Exercise objective:
Whenever a line contains the string "match", copy it out of the entries.

● ● ●

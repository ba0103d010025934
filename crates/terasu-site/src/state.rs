//! Application state shared across all request handlers.

use std::sync::Arc;

use terasu_core::{ContentStore, CookieSigner, ImageUrlBuilder, SanityClient, SnapshotStore};

use crate::config::Config;

/// Shared application state available to all request handlers.
#[derive(Clone)]
pub struct AppState {
    /// Where posts, taxonomies and the profile are read from.
    pub store: Arc<ContentStore>,

    /// Application configuration.
    pub config: Arc<Config>,

    /// Image CDN URL builder for the configured project.
    pub images: ImageUrlBuilder,

    /// Signs and checks draft-mode cookies.
    pub draft_signer: CookieSigner,
}

impl AppState {
    /// Create application state, opening the content store the config selects.
    pub fn new(config: Config) -> anyhow::Result<Self> {
        let store = match &config.content_snapshot {
            Some(path) => ContentStore::Snapshot(SnapshotStore::open(path)?),
            None => ContentStore::Sanity(SanityClient::new(config.sanity.clone())?),
        };
        Ok(Self::with_store(config, store))
    }

    /// Create application state around an existing store.
    pub fn with_store(config: Config, store: ContentStore) -> Self {
        let images = ImageUrlBuilder::new(&config.sanity.project_id, &config.sanity.dataset);
        let draft_signer = match &config.draft_cookie_key {
            Some(key) => CookieSigner::new(key.as_bytes()),
            None => {
                tracing::warn!("DRAFT_COOKIE_KEY not set; draft sessions end on restart");
                CookieSigner::random()
            }
        };

        tracing::info!(
            backend = store.backend_name(),
            project_id = %config.sanity.project_id,
            dataset = %config.sanity.dataset,
            "application state initialized"
        );

        Self {
            store: Arc::new(store),
            config: Arc::new(config),
            images,
            draft_signer,
        }
    }
}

● ● ●

Your solution:
        let store = match &config.content_snapshot {
        let draft_signer = match &config.draft_cookie_key {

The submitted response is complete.